En un griego de enfrente del parque McGolrick, con una hamburguesa de queso, un café y el Post, Harry Burr veía correr la lluvia por el cristal reforzado del escaparate, formando riachuelos siempre cambiantes. Los riachuelos seguían leyes matemáticas; leyes que describían el caos, y que venían a ser como las que describían un golpe. Un caos controlado. Porque nunca se podía prever todo. Siempre había alguna sorpresa, como que estuviera en casa la entrañable mamita después de que Corso le hubiera dicho que estaba solo. O que se hubiera visto obligado a matar a Corso.

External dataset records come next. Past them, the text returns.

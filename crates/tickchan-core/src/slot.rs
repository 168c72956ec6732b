//! Caller-owned buffers shared with pending operations
//!
//! A push operation takes its value out of a `Slot` only at the moment
//! the value enters the queue; a pop operation stores what it received
//! into its `Slot`. The caller keeps a clone and inspects it from the
//! completion callback (or any time later).
//!
//! Slots are reactor-thread objects (`Rc`), like the operations that
//! borrow them.

use std::cell::RefCell;
use std::fmt;
use std::rc::Rc;

/// Shared single-value cell
pub struct Slot<T> {
    cell: Rc<RefCell<Option<T>>>,
}

impl<T> Slot<T> {
    /// An empty slot, typically the destination of a pop
    pub fn new() -> Self {
        Slot { cell: Rc::new(RefCell::new(None)) }
    }

    /// A slot already holding `value`, typically the source of a push
    pub fn with(value: T) -> Self {
        Slot { cell: Rc::new(RefCell::new(Some(value))) }
    }

    /// Remove and return the held value
    #[inline]
    pub fn take(&self) -> Option<T> {
        self.cell.borrow_mut().take()
    }

    /// Store `value`, returning whatever was held before
    #[inline]
    pub fn put(&self, value: T) -> Option<T> {
        self.cell.borrow_mut().replace(value)
    }

    #[inline]
    pub fn is_empty(&self) -> bool {
        self.cell.borrow().is_none()
    }

    #[inline]
    pub fn is_filled(&self) -> bool {
        !self.is_empty()
    }

    /// Run `f` against the held value without removing it
    pub fn with_ref<R>(&self, f: impl FnOnce(Option<&T>) -> R) -> R {
        f(self.cell.borrow().as_ref())
    }
}

impl<T: Clone> Slot<T> {
    /// Copy of the held value
    pub fn get(&self) -> Option<T> {
        self.cell.borrow().clone()
    }
}

impl<T> Clone for Slot<T> {
    fn clone(&self) -> Self {
        Slot { cell: Rc::clone(&self.cell) }
    }
}

impl<T> Default for Slot<T> {
    fn default() -> Self {
        Self::new()
    }
}

impl<T: fmt::Debug> fmt::Debug for Slot<T> {
    fn fmt(&self, f: &mut fmt::Formatter<'_>) -> fmt::Result {
        match self.cell.try_borrow() {
            Ok(v) => f.debug_tuple("Slot").field(&*v).finish(),
            Err(_) => f.write_str("Slot(<borrowed>)"),
        }
    }
}
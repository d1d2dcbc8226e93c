//! Runtime-tunable configuration, read from environment variables under the
//! `SHENANDOAH_` prefix or set programmatically. Every knob from the external-interfaces
//! configuration table lives here, with a typed default and a validator closure, in the
//! same `options!`-macro shape `mmtk-core` uses for its own `Options` struct.

use std::fmt::Debug;

use strum_macros::EnumString;

/// Which heuristics variant drives trigger + cset selection.
#[derive(Copy, Clone, Eq, PartialEq, EnumString, Debug)]
pub enum HeuristicsKind {
    Static,
    Compact,
    Adaptive,
    Passive,
}

#[derive(Clone)]
pub struct ShenandoahOption<T: Debug + Clone> {
    value: T,
    validator: fn(&T) -> bool,
}

impl<T: Debug + Clone> ShenandoahOption<T> {
    pub fn new(value: T, validator: fn(&T) -> bool) -> Self {
        ShenandoahOption { value, validator }
    }

    /// Sets the option if `validator` accepts the value; returns whether it was set.
    pub fn set(&mut self, value: T) -> bool {
        if (self.validator)(&value) {
            self.value = value;
            true
        } else {
            false
        }
    }
}

impl<T: Debug + Clone> std::ops::Deref for ShenandoahOption<T> {
    type Target = T;
    fn deref(&self) -> &T {
        &self.value
    }
}

fn always_valid<T>(_: &T) -> bool {
    true
}

fn is_percent(v: &f64) -> bool {
    (0.0..=100.0).contains(v)
}

fn is_positive_usize(v: &usize) -> bool {
    *v > 0
}

macro_rules! options {
    ($($name:ident: $type:ty [$validator:expr] = $default:expr),* $(,)?) => {
        #[derive(Clone)]
        pub struct Options {
            $(pub $name: ShenandoahOption<$type>),*
        }

        impl Options {
            fn new() -> Self {
                Options {
                    $($name: ShenandoahOption::new($default, $validator)),*
                }
            }

            fn set_inner(&mut self, key: &str, val: &str) -> bool {
                match key {
                    $(stringify!($name) => {
                        if let Ok(typed) = val.parse::<$type>() {
                            let ok = self.$name.set(typed);
                            if !ok {
                                log::warn!("rejected {key}={val:?}: failed validation, keeping default");
                            }
                            ok
                        } else {
                            log::warn!("rejected {key}={val:?}: could not parse as {}", stringify!($type));
                            false
                        }
                    })*
                    _ => false,
                }
            }

            /// Scans `SHENANDOAH_<NAME>` environment variables and applies any that match a
            /// known option key (matched case-insensitively against the lower-cased suffix).
            pub fn read_env_var_settings(&mut self) {
                const PREFIX: &str = "SHENANDOAH_";
                for (key, val) in std::env::vars() {
                    if let Some(rest) = key.strip_prefix(PREFIX) {
                        let lower = rest.to_lowercase();
                        self.set_inner(&lower, &val);
                    }
                }
            }
        }

        impl Default for Options {
            fn default() -> Self {
                Self::new()
            }
        }
    };
}

options! {
    heuristics: HeuristicsKind [always_valid] = HeuristicsKind::Adaptive,

    min_free_threshold_percent: f64 [is_percent] = 10.0,
    allocation_threshold_percent: f64 [is_percent] = 0.0,
    critical_free_threshold_percent: f64 [is_percent] = 1.0,
    garbage_threshold_percent: f64 [is_percent] = 25.0,
    immediate_threshold_percent: f64 [is_percent] = 90.0,
    evac_reserve_percent: f64 [is_percent] = 5.0,
    evac_waste: f64 [|v: &f64| *v >= 1.0] = 1.2,

    full_gc_threshold: usize [always_valid] = 3,
    guaranteed_gc_interval_ms: u64 [always_valid] = 0,
    uncommit_delay_ms: u64 [always_valid] = 5 * 60 * 1000,

    satb_barrier: bool [always_valid] = true,
    iu_barrier: bool [always_valid] = false,
    clone_barrier: bool [always_valid] = true,
    load_ref_barrier: bool [always_valid] = true,

    self_fixing: bool [always_valid] = true,
    pacing: bool [always_valid] = true,
    humongous_moves: bool [always_valid] = false,
    elastic_tlab: bool [always_valid] = true,

    region_size_bytes: usize [is_positive_usize] = crate::util::constants::DEFAULT_REGION_SIZE_BYTES,
}

#[cfg(test)]
mod tests {
    use super::*;

    #[test]
    fn defaults_are_sane() {
        let opts = Options::default();
        assert_eq!(*opts.heuristics, HeuristicsKind::Adaptive);
        assert!(*opts.load_ref_barrier);
    }

    #[test]
    fn set_inner_rejects_out_of_range_percent() {
        let mut opts = Options::default();
        assert!(!opts.set_inner("garbage_threshold_percent", "150"));
        assert_eq!(*opts.garbage_threshold_percent, 25.0);
        assert!(opts.set_inner("garbage_threshold_percent", "40"));
        assert_eq!(*opts.garbage_threshold_percent, 40.0);
    }

    #[test]
    fn set_inner_rejects_unparseable_value() {
        let mut opts = Options::default();
        assert!(!opts.set_inner("full_gc_threshold", "not-a-number"));
    }

    #[test]
    fn unknown_key_is_ignored() {
        let mut opts = Options::default();
        assert!(!opts.set_inner("nonexistent_knob", "1"));
    }
}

Siempre alguna pequeña sorpresa.
Enfocó la vista más lejos, hacia la esquina del parque McGolrick, por donde se veía claramente la casa adosada donde se había cargado a Corso y a su madre. El cerebrito había estado a punto de decirle dónde estaba el disco duro; se meaba de ganas de contárselo… y justo entonces va y entra la vieja.
Bebió a sorbitos el café, bien cargado, y contempló el espectáculo mientras hojeaba el Post. No había encontrado el disco duro, pero sabía en qué bar había trabajado Corso, y la dirección de su antiguo compañero de piso. El disco duro estaría o bien en el bar o bien en la casa del amigo. Empezaría por el bar. Si Corso era listo de verdad, podía habérselo mandado a sí mismo por correo, o incluso haberlo guardado en una caja fuerte, aunque Burr estaba casi seguro de que no andaba demasiado lejos.

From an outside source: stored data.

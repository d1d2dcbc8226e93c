//! C4: FreeSet — bitmap-indexed mutator/collector partition of regions; single and
//! humongous allocation; evacuation reserve.
//!
//! Grounded on the allocator family under `util::alloc` (first-fit scanning with
//! cached bounds) and `policy::immix::immixspace.rs`'s block-list bookkeeping for `used`
//! and `capacity`. The left-to-right mutator / right-to-left collector scan direction and
//! the evacuation-reserve stealing policy follow the same design.

use crate::heap::region::{AllocKind, Region, RegionState};
use crate::util::address::Address;

/// An allocation request. `actual_words` is filled in by [`FreeSet::allocate`] on
/// success.
#[derive(Debug, Clone, Copy)]
pub struct AllocRequest {
    pub kind: AllocKind,
    pub min_words: usize,
    pub requested_words: usize,
    pub actual_words: usize,
}

impl AllocRequest {
    pub fn new(kind: AllocKind, min_words: usize, requested_words: usize) -> Self {
        AllocRequest {
            kind,
            min_words,
            requested_words,
            actual_words: 0,
        }
    }
}

#[derive(Debug, Clone, Copy, PartialEq, Eq)]
enum Partition {
    Mutator,
    Collector,
}

struct PartitionBounds {
    members: Vec<bool>,
    leftmost: Option<usize>,
    rightmost: Option<usize>,
}

impl PartitionBounds {
    fn new(num_regions: usize) -> Self {
        PartitionBounds {
            members: vec![false; num_regions],
            leftmost: None,
            rightmost: None,
        }
    }

    fn clear(&mut self) {
        self.members.iter_mut().for_each(|m| *m = false);
        self.leftmost = None;
        self.rightmost = None;
    }

    fn insert(&mut self, index: usize) {
        self.members[index] = true;
        self.leftmost = Some(self.leftmost.map_or(index, |l| l.min(index)));
        self.rightmost = Some(self.rightmost.map_or(index, |r| r.max(index)));
    }

    fn remove(&mut self, index: usize) {
        self.members[index] = false;
        if self.leftmost == Some(index) {
            self.leftmost = self.members.iter().position(|&m| m);
        }
        if self.rightmost == Some(index) {
            self.rightmost = self.members.iter().rposition(|&m| m);
        }
    }

    fn contains(&self, index: usize) -> bool {
        self.members[index]
    }
}

pub struct FreeSet {
    mutator: PartitionBounds,
    collector: PartitionBounds,
    capacity_words: usize,
    used_words: usize,
    region_size_words: usize,
    humongous_threshold_words: usize,
    object_align_words: usize,
    allow_stealing: bool,
    elastic_tlab: bool,
}

/// Internal fragmentation and external fragmentation of the heap's allocated regions.
#[derive(Debug, Clone, Copy, PartialEq)]
pub struct FragmentationMetrics {
    pub internal: f64,
    pub external: f64,
}

impl FreeSet {
    pub fn new(
        num_regions: usize,
        region_size_words: usize,
        humongous_threshold_words: usize,
        object_align_words: usize,
        allow_stealing: bool,
        elastic_tlab: bool,
    ) -> Self {
        FreeSet {
            mutator: PartitionBounds::new(num_regions),
            collector: PartitionBounds::new(num_regions),
            capacity_words: 0,
            used_words: 0,
            region_size_words,
            humongous_threshold_words,
            object_align_words,
            allow_stealing,
            elastic_tlab,
        }
    }

    pub fn capacity_words(&self) -> usize {
        self.capacity_words
    }

    pub fn used_words(&self) -> usize {
        self.used_words
    }

    pub fn available_words(&self) -> usize {
        self.capacity_words.saturating_sub(self.used_words)
    }

    fn partition(&self, p: Partition) -> &PartitionBounds {
        match p {
            Partition::Mutator => &self.mutator,
            Partition::Collector => &self.collector,
        }
    }

    /// First-fit scan of `partition` over `regions`, honoring the scan direction mandate
    /// (left-to-right for mutator, right-to-left for collector) and the elastic
    /// LAB downsizing rule (gated on `elastic_tlab`, §6): when enabled, a LAB request
    /// settles for `min(available, requested)` words, aligned down to `object_align_words`,
    /// as long as that's at least `min_words`. When disabled, a LAB request is treated like
    /// any other shared request — it must find a region with the full `requested_words`
    /// free, or the region is skipped.
    fn first_fit(&mut self, p: Partition, regions: &[Region], req: &mut AllocRequest) -> Option<Address> {
        let bounds = self.partition(p);
        let (lo, hi) = (bounds.leftmost?, bounds.rightmost?);
        let indices: Box<dyn Iterator<Item = usize>> = match p {
            Partition::Mutator => Box::new(lo..=hi),
            Partition::Collector => Box::new((lo..=hi).rev()),
        };
        for idx in indices {
            if !self.partition(p).contains(idx) {
                continue;
            }
            let region = &regions[idx];
            let free_words = region.free_words(1);
            let words_to_take = if req.kind.is_lab() && self.elastic_tlab {
                let available = align_down(free_words, self.object_align_words);
                if available < req.min_words {
                    continue;
                }
                available.min(req.requested_words)
            } else {
                if free_words < req.requested_words {
                    continue;
                }
                req.requested_words
            };
            if let Some(addr) = region.allocate(words_to_take, 1, req.kind) {
                req.actual_words = words_to_take;
                self.used_words += words_to_take;
                return Some(addr);
            }
        }
        None
    }

    /// Allocate a request. Dispatches to contiguous (humongous) allocation when the request
    /// exceeds the humongous threshold (only valid for shared requests, never a LAB);
    /// otherwise first-fits in the request's partition, falling back to stealing an empty
    /// mutator region for the collector partition when it is exhausted and stealing is
    /// enabled.
    pub fn allocate(&mut self, regions: &[Region], req: &mut AllocRequest) -> Option<Address> {
        if req.kind.is_lab() {
            // A LAB request's `requested_words` is only an elastic upper bound (§4.4); it
            // never spans regions, so clamp it to one region's worth before the humongous
            // check below, which applies only to non-LAB (shared) requests.
            req.requested_words = req.requested_words.min(self.region_size_words);
        } else if req.requested_words > self.humongous_threshold_words {
            return self.allocate_contiguous(regions, req.requested_words).map(|addr| {
                req.actual_words = req.requested_words;
                addr
            });
        }
        let partition = if req.kind.is_mutator() {
            Partition::Mutator
        } else {
            Partition::Collector
        };
        if let Some(addr) = self.first_fit(partition, regions, req) {
            return Some(addr);
        }
        if partition == Partition::Collector && self.allow_stealing && self.steal_region(regions) {
            return self.first_fit(Partition::Collector, regions, req);
        }
        None
    }

    /// Finds `n = ceil(words / region_size_words)` consecutive empty mutator-partition
    /// regions, converts the first to Humongous-Start and the rest to
    /// Humongous-Continuation. The trailing remainder in the last region is waste (a size
    /// of exactly `k*R` leaves zero trailing waste).
    pub fn allocate_contiguous(&mut self, regions: &[Region], words: usize) -> Option<Address> {
        let n = words.div_ceil(self.region_size_words);
        let bounds = &self.mutator;
        let (lo, hi) = (bounds.leftmost?, bounds.rightmost?);
        'search: for start in lo..=hi {
            if start + n > regions.len() {
                break;
            }
            for i in 0..n {
                let idx = start + i;
                if !self.mutator.contains(idx) || regions[idx].state() != RegionState::EmptyCommitted
                {
                    continue 'search;
                }
            }
            for i in 0..n {
                let idx = start + i;
                self.mutator.remove(idx);
                if i == 0 {
                    regions[idx].make_humongous_start();
                } else {
                    regions[idx].make_humongous_cont(start);
                }
                // The whole region is considered used by the humongous object, whether or
                // not the final region's trailing remainder is occupied.
                regions[idx].allocate(self.region_size_words, 1, AllocKind::MutatorShared);
            }
            self.used_words += n * self.region_size_words;
            return Some(regions[start].bottom());
        }
        None
    }

    /// When the collector partition is empty, flip the rightmost completely empty mutator
    /// region to collector and use it.
    fn steal_region(&mut self, regions: &[Region]) -> bool {
        for idx in (0..regions.len()).rev() {
            if self.mutator.contains(idx) && regions[idx].state() == RegionState::EmptyCommitted
                && regions[idx].used_words(1) == 0
            {
                self.mutator.remove(idx);
                self.collector.insert(idx);
                return true;
            }
        }
        false
    }

    /// Clears both bitmaps, then walks all regions: {Empty, Regular-with-capacity, Trash}
    /// join the mutator partition; `capacity` is summed. Then the trailing tail of regions
    /// is flipped to the collector partition until the evacuation reserve is met.
    pub fn rebuild(&mut self, regions: &[Region], evac_reserve_words: usize) {
        self.mutator.clear();
        self.collector.clear();
        self.capacity_words = 0;
        self.used_words = 0;

        for region in regions {
            match region.state() {
                RegionState::EmptyCommitted | RegionState::Trash => {
                    self.mutator.insert(region.index);
                    self.capacity_words += self.region_size_words;
                }
                RegionState::Regular if region.free_words(1) > 0 => {
                    self.mutator.insert(region.index);
                    self.capacity_words += region.free_words(1);
                    self.used_words += region.used_words(1);
                }
                _ => {}
            }
        }

        let mut reserved = 0usize;
        for idx in (0..regions.len()).rev() {
            if reserved >= evac_reserve_words {
                break;
            }
            if self.mutator.contains(idx) {
                let free = match regions[idx].state() {
                    RegionState::EmptyCommitted | RegionState::Trash => self.region_size_words,
                    _ => regions[idx].free_words(1),
                };
                self.mutator.remove(idx);
                self.collector.insert(idx);
                reserved += free;
            }
        }
    }

    /// Iterates all regions, recycling any in Trash state. In a real embedding this takes
    /// the heap lock briefly per region and yields between iterations; the
    /// cooperative yield is modeled by the caller-supplied `yield_between_iterations`
    /// closure so tests can observe it without a real scheduler.
    pub fn recycle_trash(&mut self, regions: &[Region], mut yield_between_iterations: impl FnMut()) {
        for region in regions.iter() {
            if region.state() == RegionState::Trash {
                region.recycle();
                yield_between_iterations();
            }
        }
    }

    /// Internal fragmentation: `1 - sum(u_i^2) / (R * sum(u_i))` over free-partition
    /// regions. External fragmentation: `1 - max_contiguous_free / total_free`.
    pub fn fragmentation(&self, regions: &[Region]) -> FragmentationMetrics {
        let mut sum_u = 0u64;
        let mut sum_u2 = 0u64;
        let mut total_free = 0u64;
        let mut max_contig_free = 0u64;
        let mut run = 0u64;
        for (idx, region) in regions.iter().enumerate() {
            let in_partition = self.mutator.contains(idx) || self.collector.contains(idx);
            if !in_partition {
                run = 0;
                continue;
            }
            let used = region.used_words(1) as u64;
            let free = region.free_words(1) as u64;
            sum_u += used;
            sum_u2 += used * used;
            total_free += free;
            run += free;
            max_contig_free = max_contig_free.max(run);
        }
        let internal = if sum_u == 0 {
            0.0
        } else {
            1.0 - (sum_u2 as f64) / ((self.region_size_words as f64) * (sum_u as f64))
        };
        let external = if total_free == 0 {
            0.0
        } else {
            1.0 - (max_contig_free as f64) / (total_free as f64)
        };
        FragmentationMetrics {
            internal,
            external,
        }
    }

    pub fn is_mutator_region(&self, index: usize) -> bool {
        self.mutator.contains(index)
    }

    pub fn is_collector_region(&self, index: usize) -> bool {
        self.collector.contains(index)
    }
}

Tras otro sorbo de café, pasó las páginas del periódico, simulando leerlo. El restaurante no había tenido mucha clientela. Ahora estaba vacío; casi todos habían acabado deprisa y se habían ido al parque para ver la función. Observó a la multitud en busca de posibles parientes o amigos —una novia— a quienes Corso también pudiera haber dado el disco.
Se empezó a fijar en dos personas del parque, una chica negra y un hombre alto y de facciones marcadas. Parecían demasiado atentos, demasiado alejados del resto para ser simples mirones de barrio. Miraban, observaban. Estaban implicados.
Se los grabó en la memoria por si volvía a verlos.